EXERCISE> Search the entries for the word "return". Copy every line that holds it.

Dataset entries
______
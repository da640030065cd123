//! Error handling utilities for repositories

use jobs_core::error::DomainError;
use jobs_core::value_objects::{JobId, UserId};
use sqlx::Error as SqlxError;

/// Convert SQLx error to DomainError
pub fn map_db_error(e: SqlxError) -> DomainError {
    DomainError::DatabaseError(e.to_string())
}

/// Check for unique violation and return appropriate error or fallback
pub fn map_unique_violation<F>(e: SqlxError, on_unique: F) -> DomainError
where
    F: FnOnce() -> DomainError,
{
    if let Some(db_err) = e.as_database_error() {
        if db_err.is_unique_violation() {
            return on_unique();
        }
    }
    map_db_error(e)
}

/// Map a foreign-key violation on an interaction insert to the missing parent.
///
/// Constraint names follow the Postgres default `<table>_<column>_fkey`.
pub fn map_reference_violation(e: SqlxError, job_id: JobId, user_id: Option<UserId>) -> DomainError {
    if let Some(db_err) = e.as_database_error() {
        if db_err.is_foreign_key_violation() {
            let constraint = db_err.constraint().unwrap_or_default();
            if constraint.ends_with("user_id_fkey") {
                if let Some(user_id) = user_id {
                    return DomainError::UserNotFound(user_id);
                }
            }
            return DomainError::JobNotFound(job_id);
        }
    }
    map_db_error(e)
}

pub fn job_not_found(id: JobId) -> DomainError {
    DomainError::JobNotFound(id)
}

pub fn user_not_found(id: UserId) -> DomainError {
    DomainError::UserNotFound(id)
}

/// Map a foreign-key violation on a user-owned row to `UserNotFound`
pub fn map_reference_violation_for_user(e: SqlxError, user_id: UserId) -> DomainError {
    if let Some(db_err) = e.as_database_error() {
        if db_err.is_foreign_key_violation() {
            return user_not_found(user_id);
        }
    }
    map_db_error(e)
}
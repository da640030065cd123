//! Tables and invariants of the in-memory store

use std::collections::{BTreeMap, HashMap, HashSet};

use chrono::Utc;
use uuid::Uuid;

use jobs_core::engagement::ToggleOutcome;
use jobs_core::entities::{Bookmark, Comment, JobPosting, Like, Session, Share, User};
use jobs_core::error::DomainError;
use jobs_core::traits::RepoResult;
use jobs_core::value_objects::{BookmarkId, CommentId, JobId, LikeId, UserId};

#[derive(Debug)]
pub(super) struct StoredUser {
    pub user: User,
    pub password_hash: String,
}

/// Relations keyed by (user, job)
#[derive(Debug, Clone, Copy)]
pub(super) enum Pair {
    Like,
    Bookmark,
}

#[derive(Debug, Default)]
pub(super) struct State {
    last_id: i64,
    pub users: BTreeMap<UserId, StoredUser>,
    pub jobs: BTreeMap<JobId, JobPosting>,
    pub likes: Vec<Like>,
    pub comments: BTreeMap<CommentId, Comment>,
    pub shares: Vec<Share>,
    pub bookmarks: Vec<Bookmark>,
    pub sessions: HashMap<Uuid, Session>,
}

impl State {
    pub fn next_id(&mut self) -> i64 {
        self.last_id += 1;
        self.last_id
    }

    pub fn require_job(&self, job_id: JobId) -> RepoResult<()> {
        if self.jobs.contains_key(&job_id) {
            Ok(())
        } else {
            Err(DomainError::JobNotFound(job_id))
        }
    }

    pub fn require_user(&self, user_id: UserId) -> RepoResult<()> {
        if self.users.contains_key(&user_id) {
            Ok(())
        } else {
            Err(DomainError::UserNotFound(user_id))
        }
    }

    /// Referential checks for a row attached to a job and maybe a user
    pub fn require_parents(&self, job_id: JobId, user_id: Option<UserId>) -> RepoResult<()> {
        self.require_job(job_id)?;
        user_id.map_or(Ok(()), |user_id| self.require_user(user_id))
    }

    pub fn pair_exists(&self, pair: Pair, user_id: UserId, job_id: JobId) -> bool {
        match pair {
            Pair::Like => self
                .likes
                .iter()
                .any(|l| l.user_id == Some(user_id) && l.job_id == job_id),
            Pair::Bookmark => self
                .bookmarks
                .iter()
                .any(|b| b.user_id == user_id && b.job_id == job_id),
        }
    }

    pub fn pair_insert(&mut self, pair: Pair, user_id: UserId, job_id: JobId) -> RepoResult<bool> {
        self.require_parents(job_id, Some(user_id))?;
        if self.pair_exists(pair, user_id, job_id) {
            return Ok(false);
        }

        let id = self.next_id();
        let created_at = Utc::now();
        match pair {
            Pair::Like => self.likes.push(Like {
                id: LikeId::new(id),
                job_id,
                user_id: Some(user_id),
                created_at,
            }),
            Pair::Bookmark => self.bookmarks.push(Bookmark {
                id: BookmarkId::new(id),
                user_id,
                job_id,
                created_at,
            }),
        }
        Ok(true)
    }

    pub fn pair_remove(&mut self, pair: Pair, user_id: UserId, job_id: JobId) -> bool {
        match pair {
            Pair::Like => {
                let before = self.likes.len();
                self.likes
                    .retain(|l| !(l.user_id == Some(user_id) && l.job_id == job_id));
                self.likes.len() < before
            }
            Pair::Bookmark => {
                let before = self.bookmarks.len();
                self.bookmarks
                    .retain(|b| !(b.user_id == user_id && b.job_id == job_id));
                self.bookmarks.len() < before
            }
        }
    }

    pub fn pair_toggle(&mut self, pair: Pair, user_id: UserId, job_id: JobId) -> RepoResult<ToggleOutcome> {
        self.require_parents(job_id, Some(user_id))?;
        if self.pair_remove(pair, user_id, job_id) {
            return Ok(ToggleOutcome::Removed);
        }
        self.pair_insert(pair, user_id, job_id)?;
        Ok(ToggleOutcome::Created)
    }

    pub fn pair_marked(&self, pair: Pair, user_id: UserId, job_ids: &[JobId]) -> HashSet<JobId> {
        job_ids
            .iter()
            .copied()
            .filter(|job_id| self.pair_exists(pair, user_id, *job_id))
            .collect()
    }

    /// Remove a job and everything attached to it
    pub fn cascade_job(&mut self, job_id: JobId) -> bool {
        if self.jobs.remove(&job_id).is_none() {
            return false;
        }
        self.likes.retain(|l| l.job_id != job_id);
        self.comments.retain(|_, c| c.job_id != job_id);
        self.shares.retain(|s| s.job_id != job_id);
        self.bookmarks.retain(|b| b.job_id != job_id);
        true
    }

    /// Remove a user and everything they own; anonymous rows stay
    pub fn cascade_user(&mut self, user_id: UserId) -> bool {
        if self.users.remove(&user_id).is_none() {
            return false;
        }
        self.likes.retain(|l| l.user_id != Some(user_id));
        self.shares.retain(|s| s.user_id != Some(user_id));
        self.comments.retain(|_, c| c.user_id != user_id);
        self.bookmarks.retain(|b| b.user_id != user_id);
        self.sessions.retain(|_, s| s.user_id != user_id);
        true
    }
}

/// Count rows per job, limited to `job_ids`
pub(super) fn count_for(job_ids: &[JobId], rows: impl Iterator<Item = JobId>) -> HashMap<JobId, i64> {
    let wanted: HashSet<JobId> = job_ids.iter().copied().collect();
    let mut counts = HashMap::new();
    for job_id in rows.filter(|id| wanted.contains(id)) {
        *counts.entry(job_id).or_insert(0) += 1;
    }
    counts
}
______
RESPONSE BELOW>
/// Check for unique violation and return appropriate error or fallback
            return on_unique();
                    return DomainError::UserNotFound(user_id);
            return DomainError::JobNotFound(job_id);
            return user_not_found(user_id);
            return Ok(false);
            return Ok(ToggleOutcome::Removed);
            return false;
            return false;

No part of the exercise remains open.